How Often Should I do Calisthenics to Build Muscle?
Remember, if your muscles are sore, you should rest that muscle group.
You get bigger during rest and recovery.
If your muscles feel OK, it’s fine to train. How often you train each muscle group depends on your body, how hard you trained last time, and how your muscles feel.
There is no hard and fast answer since it varies for each athlete.
How to Progress in Calisthenics?
Assuming you want to progress to the point where you can do more challenging moves like the muscle up, you need to find the prescribed progression path to that move.
Start here, to read more about progressions and how they work.
Another great resource is the Progressions App for android. This is one of the best calisthenics apps I know of.
It assigned calisthenics routines, shows progressive moves and allows you to select which exercise you want to do based on your level.

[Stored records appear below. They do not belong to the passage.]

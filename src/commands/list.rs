//! Listing commands that drive the remote list controller.
//!
//! - `list`: one page, or a multi-page search
//! - `options`: filter dropdown values
//! - `resources`: known resource definitions

use std::sync::Arc;

use owo_colors::OwoColorize;
use serde_json::json;

use super::{print_json, surface_error};
use crate::config::Config;
use crate::controller::{ControllerEvent, ControllerOptions, RemoteListController};
use crate::display::{ResourceRow, format_filter_options, format_list_view, format_resource_table};
use crate::error::Result;
use crate::query::{QueryClient, QueryKind};
use crate::remote::{HttpBackend, ListQuery};

pub struct ListOptions {
    pub resource: String,
    pub filters: Vec<(String, String)>,
    pub page: Option<u32>,
    pub search: Option<String>,
    pub query: Option<String>,
    pub json: bool,
}

/// Merge a saved query string with explicit flags. Flags win.
pub fn build_list_query(
    saved: Option<&str>,
    filters: &[(String, String)],
    page: Option<u32>,
    search: Option<&str>,
) -> ListQuery {
    let mut query = saved
        .map(ListQuery::from_query_string)
        .unwrap_or_default();
    for (key, value) in filters {
        query.filters.set(key.clone(), value.clone());
    }
    if let Some(page) = page {
        query.page = page.max(1);
    }
    if let Some(search) = search {
        query.search_text = search.to_string();
    }
    query
}

fn new_controller(
    config: &Config,
    resource: &str,
) -> Result<RemoteListController<HttpBackend>> {
    let spec = config.resource(resource)?;
    let backend = Arc::new(HttpBackend::from_config(config)?);
    let client = Arc::new(QueryClient::new(&config.query));
    let options = ControllerOptions::from_config(config, &spec);
    Ok(RemoteListController::new(backend, client, spec, options))
}

pub async fn cmd_list(options: ListOptions) -> Result<()> {
    let config = Config::load()?;
    let query = build_list_query(
        options.query.as_deref(),
        &options.filters,
        options.page,
        options.search.as_deref(),
    );
    query.validate()?;

    let mut controller = new_controller(&config, &options.resource)?.with_initial_query(query);
    controller.start();
    controller.settle().await;

    let view = controller.view();
    if let Some(error) = &view.error
        && view.display_items.is_empty()
    {
        return Err(surface_error(error));
    }

    if options.json {
        return print_json(&json!({
            "resource": controller.spec().name,
            "query": controller.query().to_query_string(),
            "mode": view.mode,
            "page": view.pagination.page,
            "total_pages": view.pagination.total_pages,
            "failed_search_pages": view.failed_search_pages,
            "error": view.error,
            "items": view.display_items,
        }));
    }

    print!("{}", format_list_view(&view, controller.spec()));
    Ok(())
}

pub async fn cmd_options(resource: &str, filters: Vec<(String, String)>, json: bool) -> Result<()> {
    let config = Config::load()?;
    let query = build_list_query(None, &filters, None, None);
    query.validate()?;

    let mut controller = new_controller(&config, resource)?.with_initial_query(query);
    controller.start();
    let events = controller.settle().await;

    // Options failures never surface in the list view, so report them here
    for event in &events {
        if let ControllerEvent::FetchFailed {
            kind: QueryKind::Options,
            error,
        } = event
        {
            return Err(surface_error(error));
        }
    }

    let view = controller.view();
    if json {
        return print_json(&view.filter_options);
    }
    print!("{}", format_filter_options(&view.filter_options));
    Ok(())
}

pub fn cmd_resources(json: bool) -> Result<()> {
    let config = Config::load()?;
    let resources = config.all_resources();

    if json {
        return print_json(&resources);
    }

    if resources.is_empty() {
        println!("{}", "No resources configured".dimmed());
        return Ok(());
    }

    let rows: Vec<ResourceRow> = resources
        .values()
        .map(|spec| ResourceRow::new(spec, config.debounce_for(spec).as_millis() as u64))
        .collect();
    println!("{}", format_resource_table(rows));
    Ok(())
}
//! Per-controller query slots with generation tickets.
//!
//! A slot records which key the controller currently wants and the last data
//! it committed. Every `begin` bumps the generation; a result is only
//! committed when it carries the current generation and key, so a slow
//! response for an old key can never overwrite a newer one.

use std::sync::Arc;

use super::ErrorInfo;

/// Proof of which request a result belongs to.
#[derive(Debug, Clone, Copy, PartialEq, Eq, Hash)]
pub struct Ticket(u64);

impl Ticket {
    pub fn generation(&self) -> u64 {
        self.0
    }
}

#[derive(Debug)]
pub struct QuerySlot<K, V> {
    generation: u64,
    key: Option<K>,
    /// Last committed data and the key it was fetched for
    data: Option<(K, Arc<V>)>,
    error: Option<ErrorInfo>,
    in_flight: bool,
}

impl<K, V> Default for QuerySlot<K, V> {
    fn default() -> Self {
        Self {
            generation: 0,
            key: None,
            data: None,
            error: None,
            in_flight: false,
        }
    }
}

impl<K: Clone + PartialEq, V> QuerySlot<K, V> {
    pub fn new() -> Self {
        Self::default()
    }

    /// Start a request for `key`, superseding any request in flight.
    pub fn begin(&mut self, key: K) -> Ticket {
        self.generation += 1;
        self.key = Some(key);
        self.error = None;
        self.in_flight = true;
        Ticket(self.generation)
    }

    /// Commit a result. Returns `false` (and changes nothing) if the ticket
    /// or key has been superseded.
    pub fn resolve(&mut self, ticket: Ticket, key: &K, result: Result<Arc<V>, ErrorInfo>) -> bool {
        if !self.accepts(ticket, key) {
            return false;
        }
        self.in_flight = false;
        match result {
            Ok(value) => {
                self.data = Some((key.clone(), value));
                self.error = None;
            }
            Err(error) => self.error = Some(error),
        }
        true
    }

    /// Start a request for `key` while showing `stale`, an expired cached
    /// value for the same key.
    pub fn revalidate(&mut self, key: K, stale: Arc<V>) -> Ticket {
        let ticket = self.begin(key.clone());
        self.data = Some((key, stale));
        ticket
    }

    /// Record that the request for `ticket` ended without a result.
    /// Returns `false` if the ticket has been superseded.
    pub fn fail(&mut self, ticket: Ticket, error: ErrorInfo) -> bool {
        if ticket.0 != self.generation || !self.in_flight {
            return false;
        }
        self.in_flight = false;
        self.error = Some(error);
        true
    }

    /// Whether a result for `ticket` and `key` would be committed.
    pub fn accepts(&self, ticket: Ticket, key: &K) -> bool {
        ticket.0 == self.generation && self.key.as_ref() == Some(key)
    }

    /// Commit cached data for `key` without a request.
    pub fn hydrate(&mut self, key: K, value: Arc<V>) {
        self.generation += 1;
        self.key = Some(key.clone());
        self.data = Some((key, value));
        self.error = None;
        self.in_flight = false;
    }

    /// Disable the slot: no wanted key, no data, nothing in flight.
    pub fn clear(&mut self) {
        self.generation += 1;
        self.key = None;
        self.data = None;
        self.error = None;
        self.in_flight = false;
    }

    pub fn key(&self) -> Option<&K> {
        self.key.as_ref()
    }

    /// Last committed data, possibly for an older key.
    pub fn data(&self) -> Option<&Arc<V>> {
        self.data.as_ref().map(|(_, value)| value)
    }

    /// Last committed data together with the key it was fetched for.
    pub fn committed(&self) -> Option<(&K, &Arc<V>)> {
        self.data.as_ref().map(|(key, value)| (key, value))
    }

    /// Committed data only if it belongs to the wanted key.
    pub fn current_data(&self) -> Option<&Arc<V>> {
        match (&self.key, &self.data) {
            (Some(wanted), Some((key, value))) if wanted == key => Some(value),
            _ => None,
        }
    }

    pub fn error(&self) -> Option<&ErrorInfo> {
        self.error.as_ref()
    }

    pub fn is_loading(&self) -> bool {
        self.in_flight
    }

    /// Whether the slot currently wants a key.
    pub fn is_enabled(&self) -> bool {
        self.key.is_some()
    }

    pub fn generation(&self) -> u64 {
        self.generation
    }
}
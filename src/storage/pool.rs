//! Database connection pool management.
//!
//! This module initializes and configures the SQLite connection pool with:
//! - WAL mode enabled for concurrent access
//! - Automatic database file creation

use std::fs::OpenOptions;
use std::io::ErrorKind;
use std::sync::Arc;

use log::{error, info};
use sqlx::{Pool, Sqlite, SqlitePool};

use crate::error_handling::DatabaseError;

/// Initializes and returns a database connection pool.
///
/// Creates the database file if it doesn't exist and enables WAL mode
/// for better concurrent access.
pub async fn init_db_pool_with_path(
    db_path: &std::path::Path,
) -> Result<Arc<Pool<Sqlite>>, DatabaseError> {
    let db_path_str = db_path.to_string_lossy().to_string();
    match OpenOptions::new()
        .read(true)
        .write(true)
        .create_new(true)
        .open(&db_path_str)
    {
        Ok(_) => info!("Database file created."),
        Err(ref e) if e.kind() == ErrorKind::AlreadyExists => {
            info!("Database file already exists.")
        }
        Err(e) => {
            error!("Failed to create database file: {e}");
            return Err(DatabaseError::FileCreationError(e.to_string()));
        }
    }

    let pool = SqlitePool::connect(&format!("sqlite:{}", db_path_str))
        .await
        .map_err(|e| {
            error!("Failed to connect to database: {e}");
            DatabaseError::SqlError(e)
        })?;

    // Enable WAL mode
    sqlx::query("PRAGMA journal_mode=WAL")
        .execute(&pool)
        .await
        .map_err(|e| {
            error!("Failed to set WAL mode: {e}");
            DatabaseError::SqlError(e)
        })?;

    Ok(Arc::new(pool))
}
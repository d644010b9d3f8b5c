//! Command-line interface definition.

use std::path::PathBuf;

use clap::{Parser, Subcommand};

use crate::config::{DEFAULT_DB_PATH, DEFAULT_SECURITY_LEVEL, LogFormat, LogLevel};
use crate::error_handling::CoordinateError;
use crate::export::{ExportFormat, ExportTarget};
use crate::geo::GeoPoint;
use crate::registry::{ResourceCategory, ThreatKind};

/// Parses and validates a `LAT,LON` argument.
pub fn parse_geo_point(s: &str) -> Result<GeoPoint, CoordinateError> {
    s.parse()
}

/// Community resource and threat registry with proximity search.
#[derive(Parser, Debug)]
#[command(name = "resource_radar", version, about)]
pub struct Cli {
    /// SQLite database path
    #[arg(long, global = true, default_value = DEFAULT_DB_PATH)]
    pub db_path: PathBuf,

    /// Log level
    #[arg(long, global = true, value_enum, default_value = "info")]
    pub log_level: LogLevel,

    /// Log format
    #[arg(long, global = true, value_enum, default_value = "plain")]
    pub log_format: LogFormat,

    /// What to do
    #[command(subcommand)]
    pub command: Command,
}

/// Top-level subcommands.
#[derive(Subcommand, Debug)]
pub enum Command {
    /// Create the database and apply migrations
    Init,

    /// Create a profile
    Signup {
        /// Username for the new profile
        username: String,

        /// Security clearance level (10 and above is authority)
        #[arg(long, default_value_t = DEFAULT_SECURITY_LEVEL)]
        security_level: i64,

        /// Username of the member who referred this signup
        #[arg(long)]
        referred_by: Option<String>,
    },

    /// Register a resource
    Register {
        /// Owner's username
        #[arg(long)]
        user: String,

        /// Resource category
        #[arg(long, value_enum)]
        category: ResourceCategory,

        /// What the resource is, e.g. "Ford F-150 pickup"
        #[arg(long)]
        description: String,

        /// People or units the resource supports
        #[arg(long, default_value_t = 1)]
        capacity: u32,

        /// Free-form location description, e.g. "behind the library"
        #[arg(long)]
        location_note: Option<String>,

        /// Pinned coordinates as LAT,LON
        #[arg(long, value_parser = parse_geo_point)]
        at: Option<GeoPoint>,

        /// Availability percentage (0-100)
        #[arg(long, default_value_t = 100)]
        availability: i64,

        /// Category-specific detail as tagged JSON,
        /// e.g. '{"kind":"vehicle","seats":4}'
        #[arg(long)]
        detail: Option<String>,
    },

    /// Report a threat
    Report {
        /// Reporter's username
        #[arg(long)]
        user: String,

        /// Kind of threat
        #[arg(long, value_enum)]
        kind: ThreatKind,

        /// What was seen
        #[arg(long)]
        description: Option<String>,

        /// Sighting coordinates as LAT,LON
        #[arg(long, value_parser = parse_geo_point)]
        at: GeoPoint,
    },

    /// List resources or threats
    List {
        /// What to list
        #[command(subcommand)]
        target: ListTarget,
    },

    /// Confirm your resources for today
    Confirm {
        /// Confirming profile's username
        #[arg(long)]
        user: String,
    },

    /// Show a contribution score
    Score {
        /// Whose score to show
        #[arg(long)]
        user: String,
    },

    /// Export records to CSV or JSONL
    Export {
        /// Exporting profile's username
        #[arg(long)]
        user: String,

        /// Which records to export
        #[arg(long, value_enum)]
        target: ExportTarget,

        /// Output format
        #[arg(long, value_enum, default_value = "csv")]
        format: ExportFormat,

        /// Output file (stdout when omitted)
        #[arg(long)]
        output: Option<PathBuf>,

        /// Restrict resources to one category
        #[arg(long, value_enum)]
        category: Option<ResourceCategory>,

        /// Restrict threats to one kind
        #[arg(long, value_enum)]
        kind: Option<ThreatKind>,

        /// Only records at or after this timestamp (milliseconds since epoch)
        #[arg(long)]
        since_ms: Option<i64>,
    },
}

/// Listing targets.
#[derive(Subcommand, Debug)]
pub enum ListTarget {
    /// Registered resources
    Resources {
        /// Calling profile's username
        #[arg(long)]
        user: String,

        /// Only your own resources (implied for civil profiles)
        #[arg(long)]
        mine: bool,

        /// Restrict to one category
        #[arg(long, value_enum)]
        category: Option<ResourceCategory>,

        /// Reference point as LAT,LON
        #[arg(long, value_parser = parse_geo_point)]
        near: Option<GeoPoint>,

        /// Resolve the reference point from the location provider
        #[arg(long)]
        locate: bool,

        /// Radius in kilometers (defaults to 50 when a reference point is given)
        #[arg(long)]
        within: Option<f64>,
    },

    /// Reported threats (authority only)
    Threats {
        /// Calling profile's username
        #[arg(long)]
        user: String,

        /// Restrict to one kind
        #[arg(long, value_enum)]
        kind: Option<ThreatKind>,

        /// Reference point as LAT,LON
        #[arg(long, value_parser = parse_geo_point)]
        near: Option<GeoPoint>,

        /// Resolve the reference point from the location provider
        #[arg(long)]
        locate: bool,

        /// Radius in kilometers (defaults to 50 when a reference point is given)
        #[arg(long)]
        within: Option<f64>,
    },
}
//! Typed insert and update operations.

use sqlx::{Row, SqlitePool};

use crate::error_handling::DatabaseError;
use crate::registry::{NewResource, NewThreat, ScoreEventKind};

/// Inserts a profile and returns its row id.
///
/// A unique-constraint violation on the username surfaces as
/// `DatabaseError::SqlError`; the signup operation maps it to a friendlier
/// registry error.
pub async fn insert_profile(
    pool: &SqlitePool,
    username: &str,
    security_level: i64,
    referred_by: Option<i64>,
    created_at_ms: i64,
) -> Result<i64, DatabaseError> {
    let id = sqlx::query(
        "INSERT INTO profiles (username, security_level, referred_by, created_at_ms)
         VALUES (?, ?, ?, ?)
         RETURNING id",
    )
    .bind(username)
    .bind(security_level)
    .bind(referred_by)
    .bind(created_at_ms)
    .fetch_one(pool)
    .await
    .map_err(DatabaseError::SqlError)?
    .get::<i64, _>(0);

    Ok(id)
}

/// Inserts a resource and returns its row id.
pub async fn insert_resource(
    pool: &SqlitePool,
    resource: &NewResource,
) -> Result<i64, DatabaseError> {
    let detail_json = serde_json::to_string(&resource.detail)
        .map_err(|e| DatabaseError::DecodeError(format!("detail payload: {e}")))?;

    let id = sqlx::query(
        "INSERT INTO resources (
            owner, category, description, capacity, location_note,
            latitude, longitude, availability_percent, detail, created_at_ms
        ) VALUES (?, ?, ?, ?, ?, ?, ?, ?, ?, ?)
        RETURNING id",
    )
    .bind(resource.owner)
    .bind(resource.category.as_str())
    .bind(&resource.description)
    .bind(resource.capacity)
    .bind(&resource.location_note)
    .bind(resource.position.map(|p| p.latitude))
    .bind(resource.position.map(|p| p.longitude))
    .bind(resource.availability_percent)
    .bind(detail_json)
    .bind(resource.created_at_ms)
    .fetch_one(pool)
    .await
    .map_err(DatabaseError::SqlError)?
    .get::<i64, _>(0);

    Ok(id)
}

/// Inserts a threat report and returns its row id.
pub async fn insert_threat(pool: &SqlitePool, threat: &NewThreat) -> Result<i64, DatabaseError> {
    let id = sqlx::query(
        "INSERT INTO threats (reporter, kind, description, latitude, longitude, reported_at_ms)
         VALUES (?, ?, ?, ?, ?, ?)
         RETURNING id",
    )
    .bind(threat.reporter)
    .bind(threat.kind.as_str())
    .bind(&threat.description)
    .bind(threat.position.latitude)
    .bind(threat.position.longitude)
    .bind(threat.reported_at_ms)
    .fetch_one(pool)
    .await
    .map_err(DatabaseError::SqlError)?
    .get::<i64, _>(0);

    Ok(id)
}

/// Appends a score event for a profile.
pub async fn record_score_event(
    pool: &SqlitePool,
    profile: i64,
    kind: ScoreEventKind,
    occurred_at_ms: i64,
) -> Result<(), DatabaseError> {
    sqlx::query(
        "INSERT INTO score_events (profile, kind, points, occurred_at_ms)
         VALUES (?, ?, ?, ?)",
    )
    .bind(profile)
    .bind(kind.as_str())
    .bind(kind.points())
    .bind(occurred_at_ms)
    .execute(pool)
    .await
    .map_err(DatabaseError::SqlError)?;

    Ok(())
}

/// Stamps today's confirmation on a profile and all its resources.
///
/// Returns the number of resources stamped.
pub async fn stamp_confirmation(
    pool: &SqlitePool,
    profile: i64,
    confirmed_at_ms: i64,
) -> Result<u64, DatabaseError> {
    let stamped = sqlx::query("UPDATE resources SET confirmed_at_ms = ? WHERE owner = ?")
        .bind(confirmed_at_ms)
        .bind(profile)
        .execute(pool)
        .await
        .map_err(DatabaseError::SqlError)?
        .rows_affected();

    sqlx::query("UPDATE profiles SET last_confirmed_ms = ? WHERE id = ?")
        .bind(confirmed_at_ms)
        .bind(profile)
        .execute(pool)
        .await
        .map_err(DatabaseError::SqlError)?;

    Ok(stamped)
}

#[cfg(test)]
mod tests {
    use super::*;
    use crate::geo::GeoPoint;
    use crate::registry::{ResourceCategory, ResourceDetail, ThreatKind};
    use crate::storage::test_helpers::create_test_pool;

    #[tokio::test]
    async fn test_insert_profile_returns_increasing_ids() {
        let pool = create_test_pool().await;
        let first = insert_profile(&pool, "alice", 1, None, 1_704_067_200_000)
            .await
            .expect("insert alice");
        let second = insert_profile(&pool, "bob", 1, Some(first), 1_704_067_201_000)
            .await
            .expect("insert bob");
        assert!(second > first);
    }

    #[tokio::test]
    async fn test_duplicate_username_is_rejected() {
        let pool = create_test_pool().await;
        insert_profile(&pool, "alice", 1, None, 0)
            .await
            .expect("first insert");
        let err = insert_profile(&pool, "alice", 1, None, 0)
            .await
            .expect_err("second insert should fail");
        match err {
            DatabaseError::SqlError(sqlx::Error::Database(db)) => {
                assert!(db.is_unique_violation());
            }
            other => panic!("expected unique violation, got {other:?}"),
        }
    }

    #[tokio::test]
    async fn test_insert_resource_round_trips_detail() {
        let pool = create_test_pool().await;
        let owner = insert_profile(&pool, "alice", 1, None, 0)
            .await
            .expect("insert profile");

        let resource = NewResource {
            owner,
            category: ResourceCategory::Vehicle,
            description: "Ford F-150 pickup".into(),
            capacity: 4,
            location_note: Some("behind the library".into()),
            position: Some(GeoPoint {
                latitude: 40.0,
                longitude: -74.0,
            }),
            availability_percent: 100,
            detail: ResourceDetail::Vehicle { seats: 4 },
            created_at_ms: 1_704_067_200_000,
        };
        let id = insert_resource(&pool, &resource).await.expect("insert");
        assert!(id > 0);

        let stored: String = sqlx::query_scalar("SELECT detail FROM resources WHERE id = ?")
            .bind(id)
            .fetch_one(&pool)
            .await
            .expect("fetch detail");
        let detail: ResourceDetail = serde_json::from_str(&stored).expect("parse detail");
        assert_eq!(detail, ResourceDetail::Vehicle { seats: 4 });
    }

    #[tokio::test]
    async fn test_stamp_confirmation_counts_resources() {
        let pool = create_test_pool().await;
        let owner = insert_profile(&pool, "alice", 1, None, 0)
            .await
            .expect("insert profile");
        for i in 0..3 {
            let resource = NewResource {
                owner,
                category: ResourceCategory::Supply,
                description: format!("crate {i}"),
                capacity: 1,
                location_note: None,
                position: None,
                availability_percent: 100,
                detail: ResourceDetail::Supply { units: 1 },
                created_at_ms: i,
            };
            insert_resource(&pool, &resource).await.expect("insert");
        }

        let stamped = stamp_confirmation(&pool, owner, 1_704_067_200_000)
            .await
            .expect("stamp");
        assert_eq!(stamped, 3);

        let last: Option<i64> =
            sqlx::query_scalar("SELECT last_confirmed_ms FROM profiles WHERE id = ?")
                .bind(owner)
                .fetch_one(&pool)
                .await
                .expect("fetch profile");
        assert_eq!(last, Some(1_704_067_200_000));
    }

    #[tokio::test]
    async fn test_record_score_event_stores_points() {
        let pool = create_test_pool().await;
        let profile = insert_profile(&pool, "alice", 1, None, 0)
            .await
            .expect("insert profile");
        record_score_event(&pool, profile, ScoreEventKind::MemberReferred, 0)
            .await
            .expect("record event");

        let points: i64 = sqlx::query_scalar("SELECT points FROM score_events WHERE profile = ?")
            .bind(profile)
            .fetch_one(&pool)
            .await
            .expect("fetch points");
        assert_eq!(points, ScoreEventKind::MemberReferred.points());
    }

    #[tokio::test]
    async fn test_insert_threat() {
        let pool = create_test_pool().await;
        let reporter = insert_profile(&pool, "alice", 1, None, 0)
            .await
            .expect("insert profile");
        let threat = NewThreat {
            reporter,
            kind: ThreatKind::Roadblock,
            description: Some("fallen tree across Route 9".into()),
            position: GeoPoint {
                latitude: 40.1,
                longitude: -74.2,
            },
            reported_at_ms: 1_704_067_200_000,
        };
        let id = insert_threat(&pool, &threat).await.expect("insert");

        let kind: String = sqlx::query_scalar("SELECT kind FROM threats WHERE id = ?")
            .bind(id)
            .fetch_one(&pool)
            .await
            .expect("fetch kind");
        assert_eq!(kind, "roadblock");
    }
}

Does calisthenics help lose weight?
Calisthenics can help you lose fat, but remember, what you eat has a greater effect on body fat than exercise.
Diet is the most important fat loss tool.
Exercise is also very important but takes second place when it comes to how much fat you store on your body.
For more on this topic check out our Losing the Love handles article here.
What About the Others? How Calisthenics Stacks up to Other Types of Exercise?
Calisthenics vs CrossFit
Calisthenics and CrossFit actually have a lot in common. Both have a touch of gymnastics and include many exercises that use just bodyweight or bodyweight and a pull-up bar.
Exercises they have in common are burpees, push-ups, pull-ups, chin ups, muscle ups, lunges, squats and about a thousand more.
Check out this article of the best CrossFit workouts to do from home. At the bottom of the list there are 7 workouts that use NO equipment.
The exercises in this equipment free list are used in both CrossFit and Calisthenics.
Having said that, there are differences too. CrossFit uses considerably more equipment, includes more barbell work, and is way more structured with assigned WODs and Group classes.
Calisthenics vs Yoga
Yoga is quite different from Calisthenics. Yoga has elements of strength training, similar to calisthenics, but also includes stretching, meditation, spiritual or even religious elements, depending on what style you practice.
Here in the US, yoga is generally practiced in a group setting, very often indoors and includes a lot of mat work, which is not common in calisthenics, which uses the bar and bodyweight to increase strength.
I think the best way to illustrate the difference is the origin of these two disciplines.
Yoga is said to originate from Hindu and Buddhist spiritual practices. See our Yoga guide for more details.
Calisthenics is said to originate from the ancient Greeks, and the name calisthenics actually means beauty + strength in the Greek.
Today Calisthenics is known as a “street exercise” and is used by military and sports teams to enhance fitness.
Calisthenics vs HIIT
HIIT training is high intensity, and often uses no equipment, similar to calisthenics. The two disciplines have some overlap, in terms of exercises used, however you likely won’t see pull-up bars used in HIIT.
If you want to learn more about HIIT, check out our HIIT guide.
Calisthenics vs Weights
Some folks who practice calisthenics do use some weights, so there is some crossover here. Both weight training and calisthenics focus on muscle building and getting stronger.
But they are not equal. Generally, calisthenics use little to NO equipment, besides a pull-up bar.
If you want to really dig into the differenced read calisthenics vs weight lifting here.
Calisthenics vs Bodyweight Training
Calisthenics is often referred to as bodyweight training and as far as I am concerned they are one in the same.
Today, the more popular term is Bodyweight training.
OK Athletes, that’s a Wrap!
I hope you have the info you need to get started to construct your own calisthenics routine and build the body you have been dreaming of.
Get started today. No excuses.
You can do this anywhere, literally. Home, park, dorm room, Navy ship. Wherever. So give it a shot.